Tuesday 24 April 2018

Author: Lawrence A. Crum Professor of Bioengineering and Electrical Engineering, Center for Industrial and Medical Ultrasound, University of Washington, Seattle, USA

Dr. Lawrence A. Crum is currently Principal Physicist and Chair of the Department of Acoustics and Electromagnetics in the Applied Physics Laboratory, and Research Professor of Bioengineering and Electrical Engineering at the University of Washington. He has held previous positions at Harvard University, the U. S. Naval Academy and the University of Mississippi, where he was F. A. P. Barnard Distinguished Professor of Physics and Director of the National Center for Physical Acoustics.

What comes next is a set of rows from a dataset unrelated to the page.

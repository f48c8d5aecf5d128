use std::collections::HashSet;
use std::path::PathBuf;

use actix_cors::Cors;
use actix_web::middleware::Logger;
use actix_web::{get, web, App, HttpResponse, HttpServer, Responder};

use clap::Parser;
use serde::Deserialize;
use name_gen_core::io::{capitalize, get_filename, read_words};
use name_gen_core::model::DEFAULT_MAX_LENGTH;
use name_gen_core::{FrequencyModel, NameGenError, WordSampler};

/// Upper bound on `count` for a single `/v1/generate` request.
const MAX_COUNT: usize = 1000;

/// Upper bound on `nb_try` for a single `/v1/generate` request.
const MAX_NB_TRY: usize = 100;

/// Serves words generated from a seed list over HTTP.
#[derive(Parser, Debug)]
#[command(version, about)]
struct Config {
	/// Seed list, one word per line
	#[arg(long, env = "NAME_GEN_CORPUS", default_value = "./data/first-names.txt")]
	corpus: PathBuf,

	/// Address to bind
	#[arg(long, env = "NAME_GEN_BIND", default_value = "127.0.0.1")]
	bind: String,

	/// Port to listen on
	#[arg(long, env = "NAME_GEN_PORT", default_value_t = 5000)]
	port: u16,

	/// Default cap on generated word length
	#[arg(long, env = "NAME_GEN_MAX_LENGTH", default_value_t = DEFAULT_MAX_LENGTH)]
	max_length: usize,
}

/// Struct representing query parameters for the `/v1/generate` endpoint
#[derive(Deserialize)]
struct GenerateParams {
	count: Option<usize>,
	nb_try: Option<usize>,
	max_length: Option<usize>,
	capitalize: Option<bool>
}

/// Read-only state shared by every worker.
///
/// Built once before the server starts; never mutated afterwards, so no lock.
struct SharedData {
	name: String,
	model: FrequencyModel,
	known: HashSet<String>,
	max_length: usize,
}

impl SharedData {
	fn new(name: String, words: Vec<String>, max_length: usize) -> Result<Self, NameGenError> {
		let model = FrequencyModel::from_words(&words)?;
		Ok(Self { name, model, known: words.into_iter().collect(), max_length })
	}

	fn sampler(&self, max_length: Option<usize>) -> WordSampler<'_> {
		WordSampler::new(&self.model).with_max_length(max_length.unwrap_or(self.max_length))
	}
}

/// Maps a generation error to a response.
///
/// Overruns are retryable and reported as 503; anything else is a defect.
fn error_response(e: &NameGenError) -> HttpResponse {
	if e.is_retryable() {
		log::warn!("generation failed: {e}");
		HttpResponse::ServiceUnavailable().body(e.to_string())
	} else {
		log::error!("generation failed: {e}");
		HttpResponse::InternalServerError().body(e.to_string())
	}
}

/// HTTP GET endpoint `/`
///
/// Returns one capitalized generated name.
#[get("/")]
async fn get_home(data: web::Data<SharedData>) -> impl Responder {
	match data.sampler(None).generate() {
		Ok(word) => HttpResponse::Ok().body(capitalize(&word)),
		Err(e) => error_response(&e),
	}
}

/// HTTP GET endpoint `/v1/generate`
///
/// Generates `count` words (newline separated). With `nb_try`, each word is
/// regenerated up to `nb_try` times while it is one of the seed words.
#[get("/v1/generate")]
async fn get_generated(data: web::Data<SharedData>, query: web::Query<GenerateParams>) -> impl Responder {
	let count = query.count.unwrap_or(1);
	let nb_try = query.nb_try.unwrap_or(0);
	let capitalized = query.capitalize.unwrap_or(false);

	if count == 0 || count > MAX_COUNT {
		return HttpResponse::BadRequest().body(format!("count must be between 1 and {MAX_COUNT}"));
	}
	if nb_try > MAX_NB_TRY {
		return HttpResponse::BadRequest().body(format!("nb_try must be at most {MAX_NB_TRY}"));
	}

	let sampler = data.sampler(query.max_length);
	let mut rng = rand::rng();
	let mut words = Vec::with_capacity(count);
	for _ in 0..count {
		match sampler.generate_novel(&mut rng, &data.known, nb_try) {
			Ok(word) if capitalized => words.push(capitalize(&word)),
			Ok(word) => words.push(word),
			Err(e) => return error_response(&e),
		}
	}

	HttpResponse::Ok().body(words.join("\n"))
}

/// HTTP GET endpoint `/v1/model`
///
/// Plain-text summary of the loaded model.
#[get("/v1/model")]
async fn get_model(data: web::Data<SharedData>) -> impl Responder {
	HttpResponse::Ok().body(format!(
		"name: {}\nwords: {}\nunique words: {}\npositions: {}\nstates: {}",
		data.name,
		data.model.word_count(),
		data.known.len(),
		data.model.position_count(),
		data.model.state_count()
	))
}

fn configure(cfg: &mut web::ServiceConfig) {
	cfg.service(get_home)
		.service(get_generated)
		.service(get_model);
}

/// Main entry point for the server.
///
/// Builds the model from the seed list once, shares it read-only between
/// workers and starts an Actix-web HTTP server.
/// Any error while loading or building the model aborts startup.
#[actix_web::main]
async fn main() -> std::io::Result<()> {
	env_logger::init_from_env(env_logger::Env::default().default_filter_or("info"));
	let config = Config::parse();

	let to_io = |e: NameGenError| std::io::Error::other(e.to_string());
	let words = read_words(&config.corpus).map_err(to_io)?;
	let name = get_filename(&config.corpus)?;
	let shared_data = SharedData::new(name, words, config.max_length).map_err(to_io)?;
	log::info!(
		"loaded model '{}' ({} words, {} states)",
		shared_data.name,
		shared_data.model.word_count(),
		shared_data.model.state_count()
	);
	let shared_data = web::Data::new(shared_data);

	log::info!("listening on {}:{}", config.bind, config.port);
	HttpServer::new(move || {
		App::new()
			.wrap(Logger::default())
			.wrap(Cors::default().allow_any_origin().allowed_methods(vec!["GET"]))
			.app_data(shared_data.clone())
			.configure(configure)
	})
		.bind((config.bind.as_str(), config.port))?
		.run()
		.await
}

He has published over 180 articles in professional journals, presented over 200 papers at professional meetings, and holds an honorary doctorate from the Universite Libre de Bruxelles. He is Past President of the Acoustical Society of America and current President of the Board of the International Commission for Acoustics. In June of 2000, he was awarded the Helmholtz-Rayleigh Interdisciplinary Silver Medal of the Acoustical Society of America.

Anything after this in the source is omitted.